UNITED STATES DISTRICT COURT SOUTHERN DISTRICT OF NEW YORK
May 29, 2020
18-cv-7896 (PKC) (S.D.N.Y. May. 29, 2020)

Summary

denying motion to overturn default judgment and finding willfulness when defendant emailed with plaintiff's counsel prior to entry of default judgment, but did not formally answer

Summary of this case from Root Bros. Farms v. Big Big Produce, Inc.

Opinion

18-cv-7896 (PKC)

05-29-2020

MATTEL, INC., Plaintiff, v. UENJOY LIMITED LIABILITY COMPANY, WANG XIAOWEI, POWER IN CLOUD, INC., and COMPANY ABC NOS. 1-9 DOING BUSINESSUNDER A NAME CONTAINING THE WORD "UENJOY" INCLUDING "UENJOY DIRECT," Defendants.


OPINION AND ORDER

Plaintiff Mattel, Inc. ("Mattel") commenced this action on August 29, 2018, alleging infringement of its POWER WHEELS trademark in violation of the Lanham Act, 15 U.S.C. § 1114. (Compl. (Doc 1).) Corporate defendants are entities located in the People's Republic of China that sell children's ride-on toy vehicles, and Mr. Wang is the owner and largest shareholder of Uenjoy. (Defs. Mem. Law (Doc 86) at 2-4; Second Amended Compl. (Doc 42) ¶¶ 6-9.) Defendants sell their products online, including on Amazon and Walmart.com, and used the term "power wheels" in their online marketplace listings. Defendants did not answer the initial or amended complaints in this action, and plaintiff moved for default judgment on July 16, 2019, which the Court later granted. (Doc 68; Doc 75.) The same day the default judgment was docketed, counsel for defendants entered a notice of appearance. (Doc 76.) Defendants now move to vacate the default judgment pursuant to Rules 55(c) and 60(b), Fed. R. Civ. P. (Doc 84.) For the reasons explained, defendants' motion will be denied. BACKGROUND

The Court notes that defendants claim that Uenjoy Limited Liability Company is a nonexistent entity, and that the "company that actually sells ride-on toys under the brand name 'Uenjoy' is a Chinese entity alternatively called Yun Dong Li (Tianjin), Power In Cloud (Tianjin) E-Commerce Co., Ltd, and Cloud Dynamics (Tianjin) Electronic Commerce Ltd." (Doc 86 at 2.) The Court follows defendants' brief in referring to this entity as "Uenjoy" for the sake of clarity.

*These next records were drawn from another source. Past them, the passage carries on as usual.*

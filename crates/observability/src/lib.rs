//! # Observability
//!
//! Tracing initialisation and realignment metrics.
//!
//! ## Features
//!
//! - Tracing setup (JSON / Pretty / Compact), honours `RUST_LOG`
//! - `metrics` counters for discovery and rewrite passes
//! - In-memory aggregation across several inputs
//!
//! Metrics go through the `metrics` facade; without an installed recorder
//! they are no-ops.
//!
//! ## Example
//!
//! ```ignore
//! observability::init_with_config(ObservabilityConfig::default())?;
//!
//! let report = realigner.realign(&source, sink)?;
//! observability::record_report(&report);
//! ```

pub mod metrics;

use anyhow::{Context, Result};
use tracing_subscriber::{fmt, layer::SubscriberExt, util::SubscriberInitExt, EnvFilter, Layer};

// Re-exports
pub use crate::metrics::{
    record_discovery, record_rewritten, record_report, record_unstamped,
    RealignMetricsAggregator, RunningStats, StatsSummary,
};

/// Observability configuration
#[derive(Debug, Clone)]
pub struct ObservabilityConfig {
    /// Log format
    pub log_format: LogFormat,
    /// Default log level when `RUST_LOG` is unset
    pub default_log_level: String,
    /// Ignore `RUST_LOG` and use `default_log_level` as is
    pub force_level: bool,
}

impl Default for ObservabilityConfig {
    fn default() -> Self {
        Self {
            log_format: LogFormat::Pretty,
            default_log_level: "info".to_string(),
            force_level: false,
        }
    }
}

/// Log format
#[derive(Debug, Clone, Copy, Default, PartialEq, Eq)]
pub enum LogFormat {
    /// JSON structured logs
    Json,
    /// Human-readable
    #[default]
    Pretty,
    /// Compact single-line
    Compact,
}

/// Initialise with a custom configuration
///
/// Logs go to stderr so stdout stays reserved for the per-input report.
pub fn init_with_config(config: ObservabilityConfig) -> Result<()> {
    let filter = if config.force_level {
        EnvFilter::new(&config.default_log_level)
    } else {
        EnvFilter::try_from_default_env()
            .unwrap_or_else(|_| EnvFilter::new(&config.default_log_level))
    };

    let fmt_layer = match config.log_format {
        LogFormat::Json => fmt::layer()
            .json()
            .with_writer(std::io::stderr)
            .with_target(true)
            .with_file(true)
            .with_line_number(true)
            .boxed(),
        LogFormat::Pretty => fmt::layer().pretty().with_writer(std::io::stderr).boxed(),
        LogFormat::Compact => fmt::layer().compact().with_writer(std::io::stderr).boxed(),
    };

    tracing_subscriber::registry()
        .with(filter)
        .with(fmt_layer)
        .try_init()
        .context("Failed to initialize tracing subscriber")?;

    tracing::debug!(
        log_format = ?config.log_format,
        level = %config.default_log_level,
        "Observability initialized"
    );

    Ok(())
}
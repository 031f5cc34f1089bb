//! # Config Loader
//!
//! Configuration loading and parsing module.
//!
//! Responsibilities:
//! - Parse TOML/JSON configuration files
//! - Validate configuration legality
//! - Generate `RealignConfig`
//!
//! # Example
//!
//! ```no_run
//! use config_loader::ConfigLoader;
//! use std::path::Path;
//!
//! let config = ConfigLoader::load_from_path(Path::new("realign.toml")).unwrap();
//! println!("Transform channel: {}", config.transform_channel);
//! ```

mod parser;
mod validator;

pub use contracts::RealignConfig;
pub use parser::ConfigFormat;

use contracts::ContractError;
use std::path::Path;

/// Configuration loader
///
/// Provides static methods to load configuration from files or strings.
pub struct ConfigLoader;

impl ConfigLoader {
    /// Load configuration from file path
    ///
    /// Automatically detects format from file extension (.toml / .json).
    ///
    /// # Errors
    /// - File read failure
    /// - Unsupported format
    /// - Parse failure
    /// - Validation failure
    pub fn load_from_path(path: &Path) -> Result<RealignConfig, ContractError> {
        let config = Self::read_from_path(path)?;
        validator::validate(&config)?;
        Ok(config)
    }

    /// Parse configuration from file path without validating it
    ///
    /// For callers that apply overrides first and validate the result once.
    pub fn read_from_path(path: &Path) -> Result<RealignConfig, ContractError> {
        let format = Self::detect_format(path)?;
        let content = Self::read_file(path)?;
        parser::parse(&content, format)
    }

    /// Load configuration from string
    ///
    /// # Errors
    /// - Parse failure
    /// - Validation failure
    pub fn load_from_str(
        content: &str,
        format: ConfigFormat,
    ) -> Result<RealignConfig, ContractError> {
        Self::parse_and_validate(content, format)
    }

    /// Validate a config assembled elsewhere (defaults plus CLI overrides)
    pub fn validate(config: &RealignConfig) -> Result<(), ContractError> {
        validator::validate(config)
    }

    /// Serialize RealignConfig to TOML string
    pub fn to_toml(config: &RealignConfig) -> Result<String, ContractError> {
        toml::to_string_pretty(config)
            .map_err(|e| ContractError::config_parse(format!("TOML serialize error: {e}")))
    }

    /// Serialize RealignConfig to JSON string
    pub fn to_json(config: &RealignConfig) -> Result<String, ContractError> {
        serde_json::to_string_pretty(config)
            .map_err(|e| ContractError::config_parse(format!("JSON serialize error: {e}")))
    }
}

impl ConfigLoader {
    /// Infer configuration format from file extension
    fn detect_format(path: &Path) -> Result<ConfigFormat, ContractError> {
        let ext = path.extension().and_then(|e| e.to_str()).ok_or_else(|| {
            ContractError::config_parse("cannot determine file format from extension")
        })?;

        ConfigFormat::from_extension(ext).ok_or_else(|| {
            ContractError::config_parse(format!("unsupported config format: .{ext}"))
        })
    }

    /// Read configuration file content
    fn read_file(path: &Path) -> Result<String, ContractError> {
        Ok(std::fs::read_to_string(path)?)
    }

    /// Parse and validate configuration content
    fn parse_and_validate(
        content: &str,
        format: ConfigFormat,
    ) -> Result<RealignConfig, ContractError> {
        let config = parser::parse(content, format)?;
        validator::validate(&config)?;
        Ok(config)
    }
}
//! # Clock Realign CLI
//!
//! Command-line entry point.
//!
//! Provides:
//! - Configuration loading with CLI overrides
//! - Per-input offset report on stdout
//! - Non-zero exit when an input lacks a clock family

mod cli;
mod commands;
mod error;
mod paths;

use anyhow::Result;
use clap::Parser;
use std::process::ExitCode;
use tracing::info;

use cli::{Cli, Commands};
use commands::{run_config, run_offsets, run_realign};
use error::CliError;
use observability::ObservabilityConfig;

fn main() -> ExitCode {
    let cli = Cli::parse();

    if let Err(e) = init_logging(&cli) {
        eprintln!("Error: {e:#}");
        return ExitCode::FAILURE;
    }

    info!(
        version = env!("CARGO_PKG_VERSION"),
        "Clock Realign CLI starting"
    );

    let result = match &cli.command {
        Commands::Realign(args) => run_realign(args),
        Commands::Offsets(args) => run_offsets(args),
        Commands::Config(args) => run_config(args),
    };

    match result {
        Ok(()) => ExitCode::SUCCESS,
        Err(e) => {
            // A missing clock is a user-facing diagnostic, not a crash report
            if let Some(cli_error @ CliError::MissingClock { .. }) = e.downcast_ref::<CliError>() {
                eprintln!("{cli_error}");
            } else {
                tracing::error!(error = %e, "Command failed");
                eprintln!("Error: {e:#}");
            }
            ExitCode::FAILURE
        }
    }
}

/// Initialize logging based on CLI options
fn init_logging(cli: &Cli) -> Result<()> {
    let (level, force_level) = if cli.quiet {
        ("error", true)
    } else {
        match cli.verbose {
            0 => ("warn", false),
            1 => ("info", false),
            2 => ("debug", false),
            _ => ("trace", false),
        }
    };

    observability::init_with_config(ObservabilityConfig {
        log_format: cli.log_format.into(),
        default_log_level: level.to_string(),
        force_level,
    })
}
//! Output naming.

use std::ffi::OsString;
use std::path::{Path, PathBuf};

use crate::error::CliError;

/// Output path of `input`: same directory, file name = `prefix` + base name.
pub fn output_path_for(input: &Path, prefix: &str) -> Result<PathBuf, CliError> {
    let file_name = input
        .file_name()
        .ok_or_else(|| CliError::invalid_input_name(input.display().to_string()))?;

    let mut name = OsString::from(prefix);
    name.push(file_name);
    Ok(input.with_file_name(name))
}

/// Base name for display
pub fn display_name(path: &Path) -> String {
    path.file_name()
        .map(|name| name.to_string_lossy().into_owned())
        .unwrap_or_else(|| path.display().to_string())
}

Mattel manufactures children's ride-on toy vehicles, branded using its registered POWER WHEELS trademark. (Doc 42 ¶¶ 11-14.) The POWER WHEELS mark was registered on the Principal Register of the United States Patent and Trademark Office ("USPTO") as Registration Nos. 1,347,017; 1,671,657; 2,043,428; and 5,504,969. (Id. ¶ 12; id. Exs. A-D.) Mattel alleges that defendants engaged in the unauthorized use of the POWER WHEELS mark on their own children's ride-on toys in violation of the Lanham Act, 15 U.S.C. §§ 1114, 1125. (Id. ¶¶ 15-51.) Specifically, the Second Amended Complaint ("SAC") states four causes of action: trademark infringement, trademark counterfeiting, false designation of origin, and trademark dilution. (Id. ¶¶ 19-51.)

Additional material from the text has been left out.